The Greg Mortimer left Argentina on March 15, just as the pandemic was taking hold, for a 16-day return trip to Antarctica.

Dr van Diemen said each incoming passenger had been issued a “fit to fly certificate” before getting on board and that the positive cases among them had been diagnosed about a week ago and were not seriously ill.

But Victorian authorities were planning to contact the flight crew two hours before landing time, to check if anyone on the plane had deteriorated while in transit.

Federal authorities contacted their Victorian counterparts late in the week to request that the Greg Mortimer passengers be allowed to touch down in Melbourne.

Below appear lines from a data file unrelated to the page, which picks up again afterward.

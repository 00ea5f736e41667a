//! HTTP/JSON transport: the client side of the REST API.
//!
//! Carries the bearer token, enforces timeouts, retries transient faults
//! (connection errors and 5xx) with a fixed delay, and unwraps the
//! `{status, error, …payload}` envelope into typed responses.

use crate::config::{ClientConfig, SyncConfig};
use crate::error::{Error, Result};
use crate::protocol::*;
use parking_lot::RwLock;
use reqwest::StatusCode;
use serde::de::DeserializeOwned;
use serde::Serialize;
use std::time::Duration;

/// Overall per-request deadline.
const REQUEST_TIMEOUT: Duration = Duration::from_secs(30);

/// TCP connect deadline.
const CONNECT_TIMEOUT: Duration = Duration::from_secs(10);

/// Typed REST client.
#[derive(Debug)]
pub struct ApiClient {
    http: reqwest::Client,
    base_url: String,
    token: RwLock<Option<String>>,
    max_retries: u32,
    retry_delay: Duration,
}

impl ApiClient {
    pub fn new(config: &ClientConfig, sync_config: &SyncConfig) -> Result<Self> {
        if config.enable_tls && !config.server_address.starts_with("https://") {
            return Err(Error::Unreachable(format!(
                "ENABLE_TLS is set but SERVER_ADDRESS is not https: {}",
                config.server_address
            )));
        }

        let mut builder = reqwest::Client::builder()
            .timeout(REQUEST_TIMEOUT)
            .connect_timeout(CONNECT_TIMEOUT);

        if let Some(ref ca_path) = config.ca_cert_path {
            let pem = std::fs::read(ca_path)?;
            let cert = reqwest::Certificate::from_pem(&pem)
                .map_err(|e| Error::Storage(format!("bad CA certificate: {e}")))?;
            builder = builder.add_root_certificate(cert);
        }

        let http = builder
            .build()
            .map_err(|e| Error::Unreachable(format!("http client init: {e}")))?;

        Ok(Self {
            http,
            base_url: config.server_address.trim_end_matches('/').to_string(),
            token: RwLock::new(None),
            max_retries: sync_config.max_retries,
            retry_delay: Duration::from_secs(sync_config.retry_delay),
        })
    }

    /// Bare client with a short retry budget, for tests.
    #[cfg(test)]
    pub fn with_base_url(base_url: &str) -> Self {
        Self {
            http: reqwest::Client::new(),
            base_url: base_url.trim_end_matches('/').to_string(),
            token: RwLock::new(None),
            max_retries: 2,
            retry_delay: Duration::from_millis(10),
        }
    }

    pub fn set_token(&self, token: Option<String>) {
        *self.token.write() = token;
    }

    pub fn has_token(&self) -> bool {
        self.token.read().is_some()
    }

    // ── Health / auth ───────────────────────────────────────────────

    pub async fn health(&self) -> Result<()> {
        let _: serde_json::Value = self.get("/api/v1/health", false).await?;
        Ok(())
    }

    pub async fn register(&self, login: &str, password: &str) -> Result<RegisterResponse> {
        let body = RegisterRequest {
            login: login.to_string(),
            password: password.to_string(),
        };
        self.post("/api/v1/auth/register", &body, false).await
    }

    pub async fn login(&self, login: &str, password: &str) -> Result<LoginResponse> {
        let body = LoginRequest {
            login: login.to_string(),
            password: password.to_string(),
        };
        let resp: Result<LoginResponse> = self.post("/api/v1/auth/login", &body, false).await;
        match resp {
            // A 401 here is a credential failure, not a missing token.
            Err(Error::Unauthenticated) => Err(Error::BadCredentials),
            other => other,
        }
    }

    pub async fn change_password(&self, old: &str, new: &str) -> Result<()> {
        let body = ChangePasswordRequest {
            old_password: old.to_string(),
            new_password: new.to_string(),
        };
        let _: serde_json::Value = self.post("/api/v1/auth/change-password", &body, true).await?;
        Ok(())
    }

    // ── Sync ────────────────────────────────────────────────────────

    pub async fn get_changes(&self, req: &ChangesRequest) -> Result<ChangesResponse> {
        self.post("/api/sync/changes", req, true).await
    }

    pub async fn process_batch(&self, req: &BatchRequest) -> Result<BatchResponse> {
        self.post("/api/sync/batch", req, true).await
    }

    pub async fn get_status(&self) -> Result<StatusResponse> {
        self.get("/api/sync/status", true).await
    }

    pub async fn get_conflicts(&self) -> Result<ConflictListResponse> {
        self.get("/api/sync/conflicts", true).await
    }

    pub async fn resolve_conflict(&self, id: i64, req: &ResolveRequest) -> Result<ResolveResponse> {
        self.post(&format!("/api/sync/conflicts/{id}/resolve"), req, true)
            .await
    }

    pub async fn list_devices(&self) -> Result<DeviceListResponse> {
        self.get("/api/sync/devices", true).await
    }

    pub async fn remove_device(&self, id: &str) -> Result<()> {
        let _: serde_json::Value = self
            .request::<(), _>(
                reqwest::Method::DELETE,
                &format!("/api/sync/devices/{id}"),
                None,
                true,
            )
            .await?;
        Ok(())
    }

    // ── Plumbing ────────────────────────────────────────────────────

    async fn get<T: DeserializeOwned>(&self, path: &str, authed: bool) -> Result<T> {
        self.request::<(), T>(reqwest::Method::GET, path, None, authed)
            .await
    }

    async fn post<B: Serialize, T: DeserializeOwned>(
        &self,
        path: &str,
        body: &B,
        authed: bool,
    ) -> Result<T> {
        self.request(reqwest::Method::POST, path, Some(body), authed)
            .await
    }

    /// Send with the retry budget, then unwrap the envelope.
    async fn request<B: Serialize, T: DeserializeOwned>(
        &self,
        method: reqwest::Method,
        path: &str,
        body: Option<&B>,
        authed: bool,
    ) -> Result<T> {
        let url = format!("{}{}", self.base_url, path);

        let mut attempt = 0u32;
        loop {
            let mut req = self.http.request(method.clone(), &url);
            if authed {
                match self.token.read().as_deref() {
                    Some(token) => req = req.bearer_auth(token),
                    None => return Err(Error::Unauthenticated),
                }
            }
            if let Some(b) = body {
                req = req.json(b);
            }

            let outcome = self.try_once::<T>(req).await;
            match outcome {
                Err(ref e) if e.is_transient() && attempt < self.max_retries => {
                    attempt += 1;
                    tracing::debug!(url = %url, attempt, "transient transport failure, retrying: {e}");
                    tokio::time::sleep(self.retry_delay).await;
                }
                other => return other,
            }
        }
    }

    async fn try_once<T: DeserializeOwned>(&self, req: reqwest::RequestBuilder) -> Result<T> {
        let resp = req
            .send()
            .await
            .map_err(|e| Error::Unreachable(e.to_string()))?;
        let status = resp.status();
        let text = resp
            .text()
            .await
            .map_err(|e| Error::BadResponse(e.to_string()))?;
        let value: serde_json::Value = if text.trim().is_empty() {
            serde_json::json!({})
        } else {
            serde_json::from_str(&text)
                .map_err(|e| Error::BadResponse(format!("invalid JSON: {e}")))?
        };
        map_response(status, value)
    }
}

/// Map an HTTP status + envelope body onto the error taxonomy, or pull the
/// typed payload out of a successful envelope.
fn map_response<T: DeserializeOwned>(status: StatusCode, value: serde_json::Value) -> Result<T> {
    let error_text = || {
        value
            .get("error")
            .and_then(|e| e.as_str())
            .unwrap_or("unspecified server error")
            .to_string()
    };

    if status.is_success() {
        match value.get("status").and_then(|s| s.as_str()) {
            Some(STATUS_OK) => serde_json::from_value(value.clone())
                .map_err(|e| Error::BadResponse(format!("payload decode: {e}"))),
            Some(STATUS_ERROR) => Err(Error::BadResponse(error_text())),
            _ => Err(Error::BadResponse("missing status field".into())),
        }
    } else if status == StatusCode::UNAUTHORIZED {
        Err(Error::Unauthenticated)
    } else if status == StatusCode::NOT_FOUND {
        Err(Error::NotFound)
    } else if status == StatusCode::CONFLICT {
        Err(Error::VersionMismatch {
            expected: value.get("expected").and_then(|v| v.as_i64()).unwrap_or(0),
            stored: value.get("stored").and_then(|v| v.as_i64()).unwrap_or(0),
        })
    } else if status == StatusCode::UNPROCESSABLE_ENTITY {
        if value.get("code").and_then(|c| c.as_str()) == Some("quota_exceeded") {
            Err(Error::QuotaExceeded)
        } else {
            Err(Error::Unprocessable(error_text()))
        }
    } else if status.is_server_error() {
        Err(Error::ServerFault(format!("{status}: {}", error_text())))
    } else {
        Err(Error::BadResponse(format!("{status}: {}", error_text())))
    }
}

// ── Tests ───────────────────────────────────────────────────────────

But with cruise ships seen as a serious danger to public health in the wake of the Ruby Princess debacle, Premier Daniel Andrews was not prepared to let the Uruguay flight land in Tullamarine without assurances from the highest level and phoned Mr Morrison on Friday night, seeking the Prime Minister’s undertaking that the operation would not put Victorians in danger.

The Ruby Princess crisis has prompted a police investigation into the bureaucratic meltdown.

As police probe the cruise line and a handful of state and federal agencies for their role in the debacle, lawyers are preparing class actions on behalf of some of the 2700 passengers on board.

Premier Andrews specifically wanted the Prime Minister to provide details on the medical safety protocols that had been observed in Montevideo while boarding 80 COVID-19 positive passengers onto a plane to undertake a flight of more than 17 hours.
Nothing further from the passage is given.